09 September 2013

The TNA’s ‘hardline’ manifesto


There is a time-tested formula to obtain the optimum in any engagement.  It was proposed first by the All-Knowing and All-Seeing, the Buddha Siddhartha Gauthama.  The doctrine is contained in two ideas: compassion and wisdom.  Applicable to all, this formula offers the best instruments to dissect and respond to the manifesto recently put out by the Tamil National Alliance (TNA).

Promising sun, moon, stars and everything underneath is part and parcel of manifestos.  If, as Lee Kwan Yew once said, democracy in Sri Lanka is but the periodic auctioning of non-existent resources, the TNA cannot be faulted for promising the undeliverable. 

The TNA manifesto pledges a commitment to a separate state in no uncertain terms.  The deliverability aside, there are several reasons why such a manifesto makes sense, politically that is, for the TNA.  There is no Tamil country in this world.  As such, the promise has appeal, albeit to the less-critical and baser instincts of the Tamil community.  It need not be a place, even if obtained, that someone in Colombo or Toronto, for example, would ever inhabit, but it is certainly an idea that is warm enough to warrant support. 

Then there is also the issue of belonging.  The distance between the powerful and the powerless is such that few can actually relate with heart and soul to rulers.  A Sinhalese being President does not make all Sinhalese feel safer.  A woman president doesn’t automatically emancipate women from patriarchal fetters.  Given decades of deliberate mis-education by communalist leaders, a war where primarily Sinhala soldiers fought an outfit made of Tamils and failure to address real, felt grievances (never mind the inflations of the same), that sense of un-belonging can be expected to be more acute in a Tamil.  The TNA manifesto, therefore, is something that the Tamil voter could salute, never mind the fact that it echoes the Vadukoddai Resolution and the anger, violence, misery, death, destruction and dismemberment it precipitated.  Manifesto-scribblers are tasked to script documents that rake in the votes.
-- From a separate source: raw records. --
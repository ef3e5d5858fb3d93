//! The HTTP seam between the reconciler and a vCenter.
//!
//! Transport failures (connect, timeout) come back as `Err`; every HTTP status,
//! including 4xx / 5xx, comes back as `Ok(RestResponse)` so the caller decides
//! which statuses are acceptable.

use crate::error::{VmwareError, VmwareResult};

use async_trait::async_trait;
use serde_json::Value;
use std::fmt;

/// Verbs used against the vSphere REST API.
#[derive(Debug, Clone, Copy, PartialEq, Eq)]
pub enum HttpMethod {
    Get,
    Post,
    Patch,
    Delete,
}

impl HttpMethod {
    pub fn as_str(&self) -> &'static str {
        match self {
            Self::Get => "GET",
            Self::Post => "POST",
            Self::Patch => "PATCH",
            Self::Delete => "DELETE",
        }
    }
}

impl fmt::Display for HttpMethod {
    fn fmt(&self, f: &mut fmt::Formatter<'_>) -> fmt::Result {
        f.write_str(self.as_str())
    }
}

impl From<HttpMethod> for reqwest::Method {
    fn from(m: HttpMethod) -> Self {
        match m {
            HttpMethod::Get => reqwest::Method::GET,
            HttpMethod::Post => reqwest::Method::POST,
            HttpMethod::Patch => reqwest::Method::PATCH,
            HttpMethod::Delete => reqwest::Method::DELETE,
        }
    }
}

/// One outbound request. `url` is absolute.
#[derive(Debug, Clone, PartialEq)]
pub struct RestRequest {
    pub method: HttpMethod,
    pub url: String,
    pub body: Option<Value>,
}

impl RestRequest {
    pub fn get(url: impl Into<String>) -> Self {
        Self { method: HttpMethod::Get, url: url.into(), body: None }
    }

    pub fn post(url: impl Into<String>, body: Value) -> Self {
        Self { method: HttpMethod::Post, url: url.into(), body: Some(body) }
    }

    pub fn patch(url: impl Into<String>, body: Value) -> Self {
        Self { method: HttpMethod::Patch, url: url.into(), body: Some(body) }
    }

    pub fn delete(url: impl Into<String>) -> Self {
        Self { method: HttpMethod::Delete, url: url.into(), body: None }
    }
}

/// Raw response: status, content type and body text.
#[derive(Debug, Clone, PartialEq)]
pub struct RestResponse {
    pub status: u16,
    pub content_type: Option<String>,
    pub text: String,
}

impl RestResponse {
    /// JSON response helper, mostly for fakes.
    pub fn json(status: u16, body: Value) -> Self {
        Self {
            status,
            content_type: Some("application/json".into()),
            text: body.to_string(),
        }
    }

    /// Empty-bodied response (e.g. 204 No Content).
    pub fn empty(status: u16) -> Self {
        Self { status, content_type: None, text: String::new() }
    }

    pub fn is_success(&self) -> bool {
        (200..300).contains(&self.status)
    }

    pub fn is_json(&self) -> bool {
        self.content_type
            .as_deref()
            .map(|ct| ct.trim_start().starts_with("application/json"))
            .unwrap_or(false)
    }

    /// Parsed JSON body; `None` when the body is empty or not declared JSON.
    pub fn json_body(&self) -> VmwareResult<Option<Value>> {
        if !self.is_json() || self.text.trim().is_empty() {
            return Ok(None);
        }
        serde_json::from_str(&self.text).map(Some).map_err(|e| {
            let head: String = self.text.chars().take(500).collect();
            VmwareError::parse(format!("JSON parse error: {e}; body: {head}"))
        })
    }
}

/// Anything that can carry a request to a vCenter and bring back the response.
#[async_trait]
pub trait RestTransport: Send + Sync {
    /// Scheme + authority prefix, e.g. `https://vcenter.lab.local`.
    fn base_url(&self) -> &str;

    async fn request(&self, req: RestRequest) -> VmwareResult<RestResponse>;
}

#[cfg(test)]
pub(crate) mod fake {
    //! Scripted in-memory transport used by the reconciler tests.

    use super::*;
    use std::collections::VecDeque;
    use std::sync::Mutex;

    pub const BASE: &str = "https://vcenter.test";

    /// Replays queued responses in order and records every request.
    #[derive(Default)]
    pub struct ScriptedTransport {
        replies: Mutex<VecDeque<VmwareResult<RestResponse>>>,
        seen: Mutex<Vec<RestRequest>>,
    }

    impl ScriptedTransport {
        pub fn new() -> Self {
            Self::default()
        }

        pub fn reply(self, resp: RestResponse) -> Self {
            self.replies.lock().unwrap().push_back(Ok(resp));
            self
        }

        pub fn fail(self, err: VmwareError) -> Self {
            self.replies.lock().unwrap().push_back(Err(err));
            self
        }

        pub fn requests(&self) -> Vec<RestRequest> {
            self.seen.lock().unwrap().clone()
        }

        pub fn methods(&self) -> Vec<HttpMethod> {
            self.requests().iter().map(|r| r.method).collect()
        }

        pub fn remaining(&self) -> usize {
            self.replies.lock().unwrap().len()
        }
    }

    #[async_trait]
    impl RestTransport for ScriptedTransport {
        fn base_url(&self) -> &str {
            BASE
        }

        async fn request(&self, req: RestRequest) -> VmwareResult<RestResponse> {
            let what = format!("{} {}", req.method, req.url);
            self.seen.lock().unwrap().push(req);
            self.replies
                .lock()
                .unwrap()
                .pop_front()
                .unwrap_or_else(|| panic!("unexpected request: {what}"))
        }
    }
}

#[cfg(test)]
mod tests {
    use super::*;
    use serde_json::json;

    #[test]
    fn json_body_requires_json_content_type() {
        let resp = RestResponse {
            status: 200,
            content_type: Some("text/plain".into()),
            text: "{\"a\":1}".into(),
        };
        assert_eq!(resp.json_body().unwrap(), None);

        let resp = RestResponse {
            status: 200,
            content_type: Some("application/json; charset=utf-8".into()),
            text: "{\"a\":1}".into(),
        };
        assert_eq!(resp.json_body().unwrap(), Some(json!({"a": 1})));
    }

    #[test]
    fn empty_body_is_none() {
        assert_eq!(RestResponse::empty(204).json_body().unwrap(), None);
        assert!(RestResponse::empty(204).is_success());
    }

    #[test]
    fn malformed_json_is_a_parse_error() {
        let resp = RestResponse {
            status: 200,
            content_type: Some("application/json".into()),
            text: "{not json".into(),
        };
        let err = resp.json_body().unwrap_err();
        assert_eq!(err.kind, crate::error::VmwareErrorKind::ParseError);
    }
}
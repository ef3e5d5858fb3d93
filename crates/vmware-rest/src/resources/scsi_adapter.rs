//! Virtual SCSI adapters of a VM (`/rest/vcenter/vm/{vm}/hardware/adapter/scsi`).
//!
//! Legacy endpoint: responses come wrapped in `{"value": ...}` and write
//! bodies go under `spec`.

use crate::error::VmwareResult;
use crate::payload::{OperationFormat, PayloadFormat};
use crate::reconcile::{ReconcileOptions, Reconciler};
use crate::resource::ResourceDescriptor;
use crate::transport::RestTransport;
use crate::types::{DesiredMode, DesiredState, OperationResult};

use serde::{Deserialize, Serialize};

const BY_VM: &[(&str, &str)] = &[("vm", "vm")];
const BY_ADAPTER: &[(&str, &str)] = &[("vm", "vm"), ("adapter", "adapter")];

pub const SCSI_ADAPTER: ResourceDescriptor = ResourceDescriptor {
    name: "SCSI adapter",
    collection_path: "/rest/vcenter/vm/{vm}/hardware/adapter/scsi",
    item_path: "/rest/vcenter/vm/{vm}/hardware/adapter/scsi/{adapter}",
    id_field: "adapter",
    lookup: &[],
    formats: PayloadFormat {
        create: Some(OperationFormat {
            query: &[],
            body: &[
                ("bus", "spec/bus"),
                ("pci_slot_number", "spec/pci_slot_number"),
                ("sharing", "spec/sharing"),
                ("type", "spec/type"),
            ],
            path: BY_VM,
        }),
        update: Some(OperationFormat {
            query: &[],
            body: &[("sharing", "spec/sharing")],
            path: BY_ADAPTER,
        }),
        delete: Some(OperationFormat {
            query: &[],
            body: &[],
            path: BY_ADAPTER,
        }),
        get: Some(OperationFormat {
            query: &[],
            body: &[],
            path: BY_ADAPTER,
        }),
        list: Some(OperationFormat {
            query: &[],
            body: &[],
            path: BY_VM,
        }),
    },
};

/// Bus sharing mode.
#[derive(Debug, Clone, Copy, Serialize, Deserialize, PartialEq, Eq)]
pub enum ScsiSharing {
    #[serde(rename = "NONE")]
    NoSharing,
    #[serde(rename = "VIRTUAL")]
    Virtual,
    #[serde(rename = "PHYSICAL")]
    Physical,
}

#[derive(Debug, Clone, Copy, Serialize, Deserialize, PartialEq, Eq)]
#[serde(rename_all = "UPPERCASE")]
pub enum ScsiAdapterType {
    Buslogic,
    Lsilogic,
    Lsilogicsas,
    Pvscsi,
}

#[derive(Debug, Clone, Default, Serialize, Deserialize)]
pub struct ScsiAdapterInfoParams {
    /// VM moid (e.g. "vm-42")
    pub vm: String,
    /// Adapter key; lists every adapter of the VM when unset
    #[serde(default, skip_serializing_if = "Option::is_none")]
    pub adapter: Option<String>,
}

#[derive(Debug, Clone, Default, Serialize, Deserialize)]
pub struct ScsiAdapterParams {
    pub vm: String,
    #[serde(default, skip_serializing_if = "Option::is_none")]
    pub adapter: Option<String>,
    #[serde(default, skip_serializing_if = "Option::is_none")]
    pub bus: Option<i64>,
    #[serde(default, skip_serializing_if = "Option::is_none")]
    pub pci_slot_number: Option<i64>,
    #[serde(default, skip_serializing_if = "Option::is_none")]
    pub sharing: Option<ScsiSharing>,
    #[serde(rename = "type", default, skip_serializing_if = "Option::is_none")]
    pub adapter_type: Option<ScsiAdapterType>,
    #[serde(default)]
    pub state: DesiredMode,
}

pub async fn info<T: RestTransport + ?Sized>(
    transport: &T,
    params: &ScsiAdapterInfoParams,
) -> VmwareResult<OperationResult> {
    let desired = DesiredState::from_params(params)?;
    Reconciler::new(transport, &SCSI_ADAPTER).info(&desired).await
}

/// Add, reconfigure or remove an adapter. Adapters have no natural key, so
/// without `adapter` a present run always adds a new one.
pub async fn reconcile<T: RestTransport + ?Sized>(
    transport: &T,
    params: &ScsiAdapterParams,
    options: ReconcileOptions,
) -> VmwareResult<OperationResult> {
    let desired = DesiredState::from_params(params)?;
    Reconciler::new(transport, &SCSI_ADAPTER)
        .with_options(options)
        .apply(&desired, params.state)
        .await
}
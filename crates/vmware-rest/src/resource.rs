//! Static description of a vCenter resource type.

use crate::payload::{Operation, OperationFormat, PayloadFormat};

/// Everything the reconciler needs to know about one resource type.
#[derive(Debug, Clone, Copy)]
pub struct ResourceDescriptor {
    /// Human-readable name used in messages and logs
    pub name: &'static str,
    /// Collection endpoint (list / create), e.g. `/api/vcenter/resource-pool`
    pub collection_path: &'static str,
    /// Item endpoint (get / update / delete); contains `{id_field}`
    pub item_path: &'static str,
    /// Desired-state field holding the server-assigned identifier
    pub id_field: &'static str,
    /// Uniqueness key set as `(field, list filter)` pairs. Empty when the
    /// resource can only be addressed by identifier.
    pub lookup: &'static [(&'static str, &'static str)],
    pub formats: PayloadFormat,
}

impl ResourceDescriptor {
    pub fn format(&self, op: Operation) -> Option<&OperationFormat> {
        self.formats.for_operation(op)
    }

    pub fn supports(&self, op: Operation) -> bool {
        self.formats.supports(op)
    }
}
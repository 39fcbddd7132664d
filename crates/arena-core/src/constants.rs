//! Simulation constants and tuning parameters.

/// Simulation tick rate (Hz).
pub const TICK_RATE: u32 = 30;

/// Seconds per tick.
pub const DT: f64 = 1.0 / TICK_RATE as f64;

// --- Realm ---

/// Default realm width in world units.
pub const REALM_WIDTH: f64 = 2000.0;

/// Default realm height in world units.
pub const REALM_HEIGHT: f64 = 2000.0;

/// Realm every new or unresolvable player lands in.
pub const DEFAULT_REALM: &str = "nexus";

/// Distance within which a travel request can use a portal.
pub const PORTAL_USE_RADIUS: f64 = 40.0;

// --- Player movement ---

/// Top player speed (units/s).
pub const MAX_SPEED: f64 = 450.0;

/// Fraction of the gap between current and target velocity closed per tick.
pub const VELOCITY_LERP: f64 = 0.18;

/// Multiplicative per-tick decay on axes with no active input.
pub const FRICTION: f64 = 0.92;

/// Velocity components below this magnitude are zeroed (units/s).
pub const VELOCITY_EPSILON: f64 = 1.0;

/// Input older than this is forced to neutral before integration.
pub const STALE_INPUT_SECS: f64 = 1.0;

// --- Player state ---

pub const PLAYER_MAX_HEALTH: f64 = 100.0;

/// Number of hotbar slots.
pub const HOTBAR_SLOTS: usize = 4;

/// Inventory slots without a backpack.
pub const BASE_INVENTORY_CAPACITY: usize = 4;

/// Longest accepted username.
pub const USERNAME_MAX_LEN: usize = 32;

// --- Energy ---

pub const PLAYER_MAX_ENERGY: f64 = 1.0;

/// Energy regenerated per second while not firing.
pub const ENERGY_REGEN_PER_SEC: f64 = 0.25;

/// Regeneration is applied in quanta of this many seconds.
pub const ENERGY_REGEN_STEP_SECS: f64 = 0.1;

/// Interval between energy status events per player.
pub const ENERGY_STATUS_INTERVAL_SECS: f64 = 0.1;

// --- Weapons ---

/// Delay between consecutive shots of a burst.
pub const BURST_SHOT_DELAY_SECS: f64 = 0.09;

/// Fastest allowed automatic fire interval.
pub const MIN_AUTO_FIRE_INTERVAL_SECS: f64 = 0.05;

// --- Projectiles ---

/// Lifetime of every projectile.
pub const PROJECTILE_LIFETIME_SECS: f64 = 1.5;

/// Circular hit radius used for projectile collision.
pub const PROJECTILE_HIT_RADIUS: f64 = 24.0;

// --- Drone AI ---

/// Patrol decision interval bounds (seconds).
pub const PATROL_DECISION_MIN_SECS: f64 = 3.0;
pub const PATROL_DECISION_MAX_SECS: f64 = 7.0;

/// Idle duration bounds (seconds).
pub const IDLE_MIN_SECS: f64 = 2.0;
pub const IDLE_MAX_SECS: f64 = 5.0;

/// Patrol leg length bounds (units).
pub const PATROL_LEG_MIN: f64 = 200.0;
pub const PATROL_LEG_MAX: f64 = 400.0;

/// Patrolling drones farther than this from their spawner head home.
pub const PATROL_LEASH: f64 = 500.0;

/// Per-tick velocity decay while idle or regrouping.
pub const DRONE_IDLE_DECAY: f64 = 0.85;

/// Chase is abandoned beyond this multiple of detection range.
pub const LOSE_TARGET_RANGE_FACTOR: f64 = 1.5;

/// Retreat ends beyond this multiple of detection range.
pub const RETREAT_ESCAPE_RANGE_FACTOR: f64 = 0.8;

/// Fixed recovery timer entered after a retreat.
pub const REGROUP_DURATION_SECS: f64 = 4.0;

/// Fraction of max health recovered per second while regrouping.
pub const REGROUP_HEAL_PER_SEC: f64 = 0.05;

/// Hard upper bound on any flank manoeuvre.
pub const FLANK_TIMEOUT_SECS: f64 = 6.0;

/// Basic flank duration bounds (seconds).
pub const BASIC_FLANK_MIN_SECS: f64 = 1.0;
pub const BASIC_FLANK_MAX_SECS: f64 = 2.5;

/// Minimum intelligence for the advanced flank variant.
pub const ADVANCED_FLANK_INTELLIGENCE: f64 = 0.6;

/// Advanced flank: assessment (back-off) duration.
pub const FLANK_ASSESS_SECS: f64 = 0.6;

/// Advanced flank: longest time spent moving to cover.
pub const FLANK_COVER_MAX_SECS: f64 = 2.0;

/// Advanced flank: distance behind the shielding ally.
pub const FLANK_COVER_OFFSET: f64 = 60.0;

/// Advanced flank: allies farther than this are not considered for cover.
pub const FLANK_ALLY_SEARCH_RADIUS: f64 = 400.0;

/// Arrival radius for cover points and swoop waypoints.
pub const FLANK_ARRIVE_RADIUS: f64 = 25.0;

/// Number of waypoints in a swooping path.
pub const SWOOP_WAYPOINTS: usize = 6;

/// Angular sweep of a swooping path around the target (radians).
pub const SWOOP_ARC: f64 = std::f64::consts::PI;

/// Swoop radius as a fraction of attack range.
pub const SWOOP_RADIUS_FACTOR: f64 = 0.8;

// --- Persistence ---

/// Periodic save interval for connected players.
pub const SAVE_INTERVAL_SECS: u64 = 30;
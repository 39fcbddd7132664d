//! Handles shared between the transport layer and the game loop thread.
//!
//! Every mutation reaches the simulation as a [`LoopCommand`] on a single
//! channel drained at the start of each tick. Outbound events for a session
//! arrive on that session's own receiver.

use std::sync::mpsc;
use std::sync::Arc;
use std::thread::JoinHandle;

use tracing::{info, warn};

use arena_core::commands::{PlayerAction, PlayerCommand};
use arena_core::error::SessionError;
use arena_core::events::ServerEvent;
use arena_core::records::PlayerRecord;
use arena_core::state::InitPayload;
use arena_sim::session::validate_username;

use crate::config::ServerConfig;
use crate::error::ServerError;
use crate::game_loop;
use crate::persistence::PlayerStore;

/// Commands sent to the game loop thread.
#[derive(Debug)]
pub enum LoopCommand {
    /// Materialise a player. The outcome is sent back on `reply`.
    Connect {
        username: String,
        record: Option<PlayerRecord>,
        outbox: mpsc::Sender<ServerEvent>,
        reply: mpsc::Sender<Result<InitPayload, SessionError>>,
    },
    /// Remove a player and persist its record.
    Disconnect { username: String },
    /// A player command to forward to the simulation engine.
    Player(PlayerCommand),
    /// Save everyone and stop the game loop.
    Shutdown,
}

/// A running server: the game loop thread plus the store it loads from.
pub struct ServerHandle {
    commands: mpsc::Sender<LoopCommand>,
    store: Arc<dyn PlayerStore>,
    thread: Option<JoinHandle<()>>,
}

impl ServerHandle {
    /// Spawn the game loop and save worker.
    pub fn start(config: &ServerConfig, store: Arc<dyn PlayerStore>) -> Result<Self, ServerError> {
        let (commands, thread) = game_loop::spawn_game_loop(config, store.clone())?;
        info!(
            seed = config.server.seed,
            tick_rate = config.server.tick_rate,
            "game loop started"
        );
        Ok(Self {
            commands,
            store,
            thread: Some(thread),
        })
    }

    /// Open a session for `username`.
    ///
    /// The persisted record is loaded here, on the caller's thread. A failed
    /// load is logged and the player starts from the default record.
    pub fn connect(&self, username: &str) -> Result<Session, ServerError> {
        let username = validate_username(username)?;
        let record = match self.store.load(&username) {
            Ok(record) => record,
            Err(e) => {
                warn!(player = %username, error = %e, "failed to load record, using defaults");
                None
            }
        };

        let (outbox, events) = mpsc::channel();
        let (reply, response) = mpsc::channel();
        self.commands
            .send(LoopCommand::Connect {
                username: username.clone(),
                record,
                outbox,
                reply,
            })
            .map_err(|_| ServerError::Stopped)?;
        let init = response.recv().map_err(|_| ServerError::Stopped)??;

        Ok(Session {
            username,
            init,
            events,
            commands: self.commands.clone(),
        })
    }

    /// Stop the loop, saving every connected player, and wait for it.
    pub fn shutdown(mut self) {
        let _ = self.commands.send(LoopCommand::Shutdown);
        self.join();
    }

    /// Block until the game loop exits.
    pub fn wait(mut self) {
        self.join();
    }

    fn join(&mut self) {
        if let Some(thread) = self.thread.take() {
            if thread.join().is_err() {
                warn!("game loop thread panicked");
            }
        }
    }
}

/// One connected player. Dropping it disconnects the player.
pub struct Session {
    username: String,
    init: InitPayload,
    events: mpsc::Receiver<ServerEvent>,
    commands: mpsc::Sender<LoopCommand>,
}

impl Session {
    pub fn username(&self) -> &str {
        &self.username
    }

    /// Initialisation payload produced on connect.
    pub fn init(&self) -> &InitPayload {
        &self.init
    }

    /// Queue an action for the next tick.
    pub fn send(&self, action: PlayerAction) -> Result<(), ServerError> {
        self.commands
            .send(LoopCommand::Player(PlayerCommand::new(self.username.clone(), action)))
            .map_err(|_| ServerError::Stopped)
    }

    /// Events delivered to this session.
    pub fn events(&self) -> &mpsc::Receiver<ServerEvent> {
        &self.events
    }
}

impl Drop for Session {
    fn drop(&mut self) {
        let _ = self.commands.send(LoopCommand::Disconnect {
            username: self.username.clone(),
        });
    }
}
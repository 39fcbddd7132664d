//! ECS components for hecs entities.
//!
//! Components are plain data. Game logic lives in systems, not components.
//! Cross-entity links are stable identifiers resolved through the registry.

use std::collections::{BTreeMap, BTreeSet};

use serde::{Deserialize, Serialize};

use crate::enums::{DroneType, SpawnerKind};
use crate::gear::Gear;

/// Stable drone identifier, assigned in creation order.
#[derive(Debug, Clone, Copy, PartialEq, Eq, PartialOrd, Ord, Hash, Serialize, Deserialize)]
pub struct MobId(pub u32);

/// Stable spawner identifier.
#[derive(Debug, Clone, Copy, PartialEq, Eq, PartialOrd, Ord, Hash, Serialize, Deserialize)]
pub struct SpawnerId(pub u32);

/// Stable projectile identifier.
#[derive(Debug, Clone, Copy, PartialEq, Eq, PartialOrd, Ord, Hash, Serialize, Deserialize)]
pub struct ProjectileId(pub u64);

/// Directional intent and aim as last reported by the client.
#[derive(Debug, Clone, Copy, Default, PartialEq, Serialize, Deserialize)]
pub struct PlayerInput {
    pub up: bool,
    pub down: bool,
    pub left: bool,
    pub right: bool,
    /// Aim angle in radians.
    pub angle: f64,
    /// Sim time of the last update.
    #[serde(skip)]
    pub updated_at: f64,
}

/// A connected player.
#[derive(Debug, Clone)]
pub struct Player {
    pub username: String,
    pub realm: String,
    pub input: PlayerInput,
    pub active_hotbar: usize,
    pub health: f64,
    pub max_health: f64,
    pub gear: Gear,
}

/// Depleting, regenerating resource gating weapon fire.
#[derive(Debug, Clone, Copy, PartialEq)]
pub struct Energy {
    pub current: f64,
    pub max: f64,
    pub regen_per_sec: f64,
    /// Idle time not yet converted into a regeneration quantum.
    pub regen_accum_secs: f64,
    /// Sim time of the next status event.
    pub next_status_at: f64,
}

/// A burst in progress.
#[derive(Debug, Clone, PartialEq)]
pub struct BurstState {
    /// Weapon the burst was started with.
    pub item_id: String,
    /// Shots still to fire.
    pub remaining: u32,
    /// Scheduled time of the next shot.
    pub next_shot_at: f64,
}

/// Per-player weapon cadence state.
#[derive(Debug, Clone, Default, PartialEq)]
pub struct WeaponState {
    pub last_shot_at: Option<f64>,
    /// No new burst may begin before this time.
    pub cooldown_until: f64,
    /// Automatic trigger held.
    pub trigger_held: bool,
    /// Scheduled time of the next automatic shot.
    pub auto_next_at: f64,
    pub burst: Option<BurstState>,
}

/// Advisory personality weights in 0..=1.
#[derive(Debug, Clone, Copy, Default, PartialEq, Serialize, Deserialize)]
pub struct Personality {
    pub courage: f64,
    pub aggression: f64,
    pub caution: f64,
    pub intelligence: f64,
    pub teamwork: f64,
}

/// An AI-controlled hostile drone.
#[derive(Debug, Clone)]
pub struct Mob {
    pub id: MobId,
    pub drone_type: DroneType,
    pub realm: String,
    pub health: f64,
    pub max_health: f64,
    pub personality: Personality,
    /// Owning spawner, if any.
    pub spawner: Option<SpawnerId>,
    /// Username of the current target.
    pub target: Option<String>,
    /// Facing angle in radians.
    pub facing: f64,
}

/// A stationary drone spawner.
#[derive(Debug, Clone)]
pub struct Spawner {
    pub id: SpawnerId,
    pub kind: SpawnerKind,
    pub realm: String,
    /// Live drones owned by this spawner.
    pub owned: BTreeSet<MobId>,
    /// Sim time of the last spawn per tier.
    pub last_spawn: BTreeMap<DroneType, f64>,
}

/// Who fired a projectile.
#[derive(Debug, Clone, PartialEq, Eq, Serialize, Deserialize)]
#[serde(tag = "kind", content = "id", rename_all = "snake_case")]
pub enum ProjectileOwner {
    Player(String),
    Drone(MobId),
}

/// A transient projectile.
#[derive(Debug, Clone)]
pub struct Projectile {
    pub id: ProjectileId,
    pub owner: ProjectileOwner,
    pub damage: f64,
    pub lifetime_secs: f64,
    pub realm: String,
}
They don’t have to deal with the fall out.  Responsibility is not their referent framework. 

The TNA Manifesto is different from those of other parties only in the fact that it pledges to deliver different ‘undeliverables’.  It plays on different aspirations.  The key words remain the same: ‘undeliverable’ and ‘aspiration’.  There’s nothing undemocratic about it.  Hardliners, after all, can operate within a democracy and do their ‘hardlining’ democratically.  And of course, this is ‘vintage’ Tamil communalist politics.  Nothing new here.  

The manifesto, therefore, should be looked at with compassion, as we have done above.  That’s part of the ‘wise way’, we offer, of treating the TNA and its hardline politics.  Wisdom, however, has other dimensions.

The TNA’s hardline precludes the possibility of any reasonable, say, ‘softliner’, considering that party as a credible partner in post-conflict reconciliation. Indeed, this manifesto can be branded as ‘RECONCILIATION OBSTACLE’ because it proposes a schema that will result in perpetual antagonism between communities.

Hardliners and ‘hardlines’ are not contained by legislation and especially not by that horrendous 
affront to democracy, democratic process and communal harmony, the 13th Amendment.  On the other hand, it remains a legitimate cling-on for separatists, Indophiles, regime-haters and other spoilers in the absence of a comprehensive, gloves-off, lets-be-real, lets-not-beat-around-the-bush, exercise to enumerate ALL grievances of ALL communities that include credible measurement of the same, leading of course to practical mechanisms capable of alleviating grievances to the satisfaction of all. 

All this calls for a fresh sheet of paper.  The first line on the paper could be ‘The Second Republican Constitution’.  Whether we like it or not, that document and all the errors scribbled into it that make for the legal accumulation of privileges by the rulers and the cover-up of all things illegal, while systematically robbing citizen of participatory agency in decision-making, remains ‘starting point’, this side of revolution or invasion. 

It is a relatively simple exercise (and one that has been done by many critics) to identify all its flaws and all its anti-citizen clauses, i.e. those lines which favor ruler and detract from the ruled.  In the rush to assert identity, consequent fixation with one’s community and simultaneous suspicion of the relevant ‘other’ to the point of fear, sense of threat and resolution to fight (back), the broader category of ‘citizen’ has been forgotten.  In power politics this is to be expected; ‘citizen’ is somehow less sexy than ‘Tamil’, ‘Buddhist’, ‘Catholic’ or any such identity.  Hardliners will not think ‘citizen’, and this adds to the burden of ‘softliners’. 

Whatever the TNA’s ‘hard line’ produces, the softer and ultimately more enduring line of national reconciliation is that which focuses on ‘citizen’, engages relentlessly with the constitution and consistently privileges reason over emotion.  Everything else is but testosterone rush and the comparison of libido.